Histórias como as de Rafael e Joelma fazem Juliana e Josué, dois apaixonados pela literatura e pelos livros, acreditar na importância da Donaraça para aquela comunidade. Com quatro anos de existência do projeto, o objetivo agora é ampliar as atividades e o acervo da biblioteca, inclusive para incluir obras que celebram autores e autoras negras.

No sábado em que nossa reportagem visitou a biblioteca, as crianças estavam reunidas para ouvir uma contação de histórias afro-brasileiras e indígenas. A atividade foi promovida em parceria com o projeto social Maria Nilza. Naquela manhã, era a primeira visita de muitos meninos e meninas à Donaraça. Para a pedagoga Juliana Varges Ferraz, iniciativas como essa precisam ser permanentes, principalmente para crianças na primeira infância.

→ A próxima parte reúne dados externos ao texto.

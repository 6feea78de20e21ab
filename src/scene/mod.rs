pub mod source;

pub use source::{LineSource, SourceCategory, SourceId};

use crate::error::SceneError;
use slotmap::SlotMap;

/// Arena of the line sources currently displayed in a view.
///
/// Sources are addressed by [`SourceId`]. Iteration follows slot order,
/// which is also the order snapping visits sources in.
#[derive(Debug, Default)]
pub struct LineScene {
    sources: SlotMap<SourceId, LineSource>,
}

impl LineScene {
    /// Creates a new, empty scene.
    #[must_use]
    pub fn new() -> Self {
        Self::default()
    }

    /// Inserts a source and returns its ID.
    pub fn add_source(&mut self, source: LineSource) -> SourceId {
        self.sources.insert(source)
    }

    /// Returns a reference to the source, or an error if not found.
    ///
    /// # Errors
    ///
    /// Returns an error if the source is not in the scene.
    pub fn source(&self, id: SourceId) -> Result<&LineSource, SceneError> {
        self.sources.get(id).ok_or(SceneError::SourceNotFound)
    }

    /// Returns a mutable reference to the source, or an error if not found.
    ///
    /// # Errors
    ///
    /// Returns an error if the source is not in the scene.
    pub fn source_mut(&mut self, id: SourceId) -> Result<&mut LineSource, SceneError> {
        self.sources.get_mut(id).ok_or(SceneError::SourceNotFound)
    }

    /// Removes a source from the scene.
    ///
    /// # Errors
    ///
    /// Returns an error if the source is not in the scene.
    pub fn remove_source(&mut self, id: SourceId) -> Result<LineSource, SceneError> {
        self.sources.remove(id).ok_or(SceneError::SourceNotFound)
    }

    /// Iterates all sources in slot order.
    pub fn iter(&self) -> impl Iterator<Item = (SourceId, &LineSource)> {
        self.sources.iter()
    }

    /// Returns the number of sources.
    #[must_use]
    pub fn len(&self) -> usize {
        self.sources.len()
    }

    /// Returns whether the scene has no sources.
    #[must_use]
    pub fn is_empty(&self) -> bool {
        self.sources.is_empty()
    }
}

“Estamos tão acostumados a ver apenas o negativo quando falamos das culturas africanas, que o nosso papel agora é fazer um movimento contrário, não somente falar do sofrimento. E é essencial que esses contos sobre ancestralidade sejam apresentados para crianças nessa faixa etária de aprendizado”, destaca a voluntária do Maria Nilza.